— DATA FOR REVIEW —
★ ★ ★ ★
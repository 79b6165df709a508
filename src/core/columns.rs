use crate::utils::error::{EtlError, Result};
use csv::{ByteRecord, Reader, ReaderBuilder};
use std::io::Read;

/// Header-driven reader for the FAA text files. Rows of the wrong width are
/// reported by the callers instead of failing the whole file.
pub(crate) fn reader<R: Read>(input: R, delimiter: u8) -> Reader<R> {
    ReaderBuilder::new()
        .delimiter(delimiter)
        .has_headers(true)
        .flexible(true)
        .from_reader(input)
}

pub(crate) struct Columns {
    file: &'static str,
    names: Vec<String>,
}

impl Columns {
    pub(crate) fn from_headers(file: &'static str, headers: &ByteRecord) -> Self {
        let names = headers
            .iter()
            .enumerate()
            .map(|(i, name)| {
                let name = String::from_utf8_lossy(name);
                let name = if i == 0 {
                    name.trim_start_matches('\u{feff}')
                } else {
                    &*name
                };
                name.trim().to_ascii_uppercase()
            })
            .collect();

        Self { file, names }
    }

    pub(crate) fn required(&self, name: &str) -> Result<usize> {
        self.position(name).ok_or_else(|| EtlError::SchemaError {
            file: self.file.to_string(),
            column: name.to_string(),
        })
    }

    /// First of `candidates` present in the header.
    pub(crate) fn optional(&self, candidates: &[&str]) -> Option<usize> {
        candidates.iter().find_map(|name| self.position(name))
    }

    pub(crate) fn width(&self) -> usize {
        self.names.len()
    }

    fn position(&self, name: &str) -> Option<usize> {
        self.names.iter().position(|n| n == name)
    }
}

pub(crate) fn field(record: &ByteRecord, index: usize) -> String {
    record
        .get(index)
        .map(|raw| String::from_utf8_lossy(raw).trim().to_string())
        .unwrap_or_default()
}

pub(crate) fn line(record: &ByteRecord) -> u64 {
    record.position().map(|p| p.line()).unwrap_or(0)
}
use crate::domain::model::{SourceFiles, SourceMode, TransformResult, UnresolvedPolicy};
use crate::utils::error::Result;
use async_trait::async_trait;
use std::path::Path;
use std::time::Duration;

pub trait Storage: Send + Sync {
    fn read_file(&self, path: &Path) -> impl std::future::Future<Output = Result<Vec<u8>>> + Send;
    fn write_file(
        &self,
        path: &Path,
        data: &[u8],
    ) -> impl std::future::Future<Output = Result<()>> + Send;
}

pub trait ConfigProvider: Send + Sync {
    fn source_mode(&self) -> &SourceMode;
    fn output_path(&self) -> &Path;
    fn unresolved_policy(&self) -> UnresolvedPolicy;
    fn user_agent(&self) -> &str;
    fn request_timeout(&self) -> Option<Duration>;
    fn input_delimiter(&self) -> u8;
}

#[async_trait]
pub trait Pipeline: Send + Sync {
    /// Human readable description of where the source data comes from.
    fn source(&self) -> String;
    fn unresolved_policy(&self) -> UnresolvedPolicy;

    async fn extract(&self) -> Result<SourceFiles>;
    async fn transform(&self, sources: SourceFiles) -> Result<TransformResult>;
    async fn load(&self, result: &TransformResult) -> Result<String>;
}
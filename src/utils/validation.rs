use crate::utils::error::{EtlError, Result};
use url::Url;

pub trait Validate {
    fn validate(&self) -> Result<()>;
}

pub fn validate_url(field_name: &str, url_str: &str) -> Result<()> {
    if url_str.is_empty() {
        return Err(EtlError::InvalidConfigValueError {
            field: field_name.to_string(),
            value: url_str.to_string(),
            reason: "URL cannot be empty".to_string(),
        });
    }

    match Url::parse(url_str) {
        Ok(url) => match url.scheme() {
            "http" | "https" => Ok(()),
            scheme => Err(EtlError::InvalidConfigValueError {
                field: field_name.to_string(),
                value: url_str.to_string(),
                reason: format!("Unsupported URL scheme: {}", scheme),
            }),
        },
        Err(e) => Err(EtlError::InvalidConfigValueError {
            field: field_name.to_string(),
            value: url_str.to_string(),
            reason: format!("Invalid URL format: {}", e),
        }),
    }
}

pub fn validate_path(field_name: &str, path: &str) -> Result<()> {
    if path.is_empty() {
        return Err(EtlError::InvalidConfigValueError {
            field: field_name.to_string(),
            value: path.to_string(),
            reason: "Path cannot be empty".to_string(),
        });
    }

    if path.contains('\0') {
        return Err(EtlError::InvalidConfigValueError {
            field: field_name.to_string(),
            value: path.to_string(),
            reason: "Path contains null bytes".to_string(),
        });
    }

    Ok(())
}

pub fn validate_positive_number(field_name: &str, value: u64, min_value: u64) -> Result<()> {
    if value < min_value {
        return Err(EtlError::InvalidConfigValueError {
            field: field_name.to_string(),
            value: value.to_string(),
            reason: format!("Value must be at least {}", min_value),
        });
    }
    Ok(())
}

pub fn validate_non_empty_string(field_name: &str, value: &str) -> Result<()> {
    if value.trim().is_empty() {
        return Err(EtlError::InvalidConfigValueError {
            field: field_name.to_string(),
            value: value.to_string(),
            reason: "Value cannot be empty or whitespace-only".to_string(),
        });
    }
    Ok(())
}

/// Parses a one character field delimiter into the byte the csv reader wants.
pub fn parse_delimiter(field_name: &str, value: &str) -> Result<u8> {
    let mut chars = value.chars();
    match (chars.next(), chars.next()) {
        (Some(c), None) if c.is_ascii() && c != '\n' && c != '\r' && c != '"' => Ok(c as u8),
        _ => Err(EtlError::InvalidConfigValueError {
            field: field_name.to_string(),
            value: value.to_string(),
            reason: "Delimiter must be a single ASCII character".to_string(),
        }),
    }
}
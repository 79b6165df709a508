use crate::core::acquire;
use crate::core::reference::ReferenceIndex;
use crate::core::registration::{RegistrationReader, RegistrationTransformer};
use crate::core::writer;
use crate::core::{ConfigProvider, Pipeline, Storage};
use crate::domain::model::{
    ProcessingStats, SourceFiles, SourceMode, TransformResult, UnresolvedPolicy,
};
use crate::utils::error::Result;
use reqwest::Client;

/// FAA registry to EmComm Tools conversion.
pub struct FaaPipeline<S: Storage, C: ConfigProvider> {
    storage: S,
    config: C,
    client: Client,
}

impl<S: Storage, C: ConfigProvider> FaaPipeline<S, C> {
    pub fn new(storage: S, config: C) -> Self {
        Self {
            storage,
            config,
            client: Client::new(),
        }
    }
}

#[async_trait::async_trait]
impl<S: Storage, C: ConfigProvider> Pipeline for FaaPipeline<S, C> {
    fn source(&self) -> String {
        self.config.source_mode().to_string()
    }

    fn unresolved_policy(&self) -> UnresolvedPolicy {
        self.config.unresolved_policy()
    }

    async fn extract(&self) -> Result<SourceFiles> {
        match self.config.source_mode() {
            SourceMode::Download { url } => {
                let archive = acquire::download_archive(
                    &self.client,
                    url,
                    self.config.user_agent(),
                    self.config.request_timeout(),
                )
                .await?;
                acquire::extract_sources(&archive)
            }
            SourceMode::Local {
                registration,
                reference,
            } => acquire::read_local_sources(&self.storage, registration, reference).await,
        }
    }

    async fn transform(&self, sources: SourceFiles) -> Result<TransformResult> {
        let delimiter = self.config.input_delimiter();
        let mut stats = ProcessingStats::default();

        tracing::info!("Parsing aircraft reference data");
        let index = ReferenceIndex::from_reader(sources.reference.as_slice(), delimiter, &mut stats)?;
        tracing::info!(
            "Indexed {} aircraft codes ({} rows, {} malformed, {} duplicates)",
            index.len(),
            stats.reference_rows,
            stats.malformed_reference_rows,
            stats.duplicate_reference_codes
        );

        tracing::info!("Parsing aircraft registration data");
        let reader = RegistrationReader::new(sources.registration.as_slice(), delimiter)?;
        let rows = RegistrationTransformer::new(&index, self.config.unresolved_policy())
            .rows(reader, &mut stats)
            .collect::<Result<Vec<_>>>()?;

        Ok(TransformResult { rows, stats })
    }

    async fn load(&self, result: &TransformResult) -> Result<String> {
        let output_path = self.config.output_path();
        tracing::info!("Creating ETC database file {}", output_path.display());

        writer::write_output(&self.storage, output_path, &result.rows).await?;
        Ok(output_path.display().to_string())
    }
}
★ ★ ★ ★
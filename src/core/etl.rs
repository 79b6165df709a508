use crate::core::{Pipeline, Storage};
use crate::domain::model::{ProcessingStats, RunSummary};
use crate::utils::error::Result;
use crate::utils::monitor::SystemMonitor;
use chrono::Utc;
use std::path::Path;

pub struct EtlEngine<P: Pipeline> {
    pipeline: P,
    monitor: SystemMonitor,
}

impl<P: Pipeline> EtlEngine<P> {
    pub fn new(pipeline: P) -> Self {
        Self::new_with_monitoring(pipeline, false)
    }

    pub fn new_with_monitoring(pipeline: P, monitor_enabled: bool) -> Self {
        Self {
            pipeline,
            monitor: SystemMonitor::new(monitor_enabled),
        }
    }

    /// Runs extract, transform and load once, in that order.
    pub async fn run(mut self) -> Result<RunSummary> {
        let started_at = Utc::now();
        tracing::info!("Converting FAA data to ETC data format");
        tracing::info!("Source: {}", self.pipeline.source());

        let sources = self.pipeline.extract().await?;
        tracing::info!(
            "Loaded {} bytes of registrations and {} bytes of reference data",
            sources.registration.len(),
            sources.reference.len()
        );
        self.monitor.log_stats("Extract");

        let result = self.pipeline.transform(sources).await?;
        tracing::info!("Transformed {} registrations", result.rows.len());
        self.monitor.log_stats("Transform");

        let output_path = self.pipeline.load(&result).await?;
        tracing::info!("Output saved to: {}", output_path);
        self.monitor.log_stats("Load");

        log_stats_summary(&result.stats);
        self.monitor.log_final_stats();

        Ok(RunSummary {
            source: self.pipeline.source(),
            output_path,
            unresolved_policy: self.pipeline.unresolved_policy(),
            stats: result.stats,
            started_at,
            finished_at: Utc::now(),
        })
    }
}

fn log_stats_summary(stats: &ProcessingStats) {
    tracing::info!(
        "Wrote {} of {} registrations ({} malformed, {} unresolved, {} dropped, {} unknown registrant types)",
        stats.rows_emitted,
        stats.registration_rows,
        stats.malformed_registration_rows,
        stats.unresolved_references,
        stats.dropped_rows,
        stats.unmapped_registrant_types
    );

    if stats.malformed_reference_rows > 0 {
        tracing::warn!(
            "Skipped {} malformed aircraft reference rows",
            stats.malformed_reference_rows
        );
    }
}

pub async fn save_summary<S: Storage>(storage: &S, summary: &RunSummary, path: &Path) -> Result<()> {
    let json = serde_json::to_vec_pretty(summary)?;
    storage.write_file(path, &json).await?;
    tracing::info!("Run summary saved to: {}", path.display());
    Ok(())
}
★ ★ ★ ★
Copy down every line of the material above that includes the string "FaaPipeline".

pub struct FaaPipeline<S: Storage, C: ConfigProvider> {
impl<S: Storage, C: ConfigProvider> FaaPipeline<S, C> {
impl<S: Storage, C: ConfigProvider> Pipeline for FaaPipeline<S, C> {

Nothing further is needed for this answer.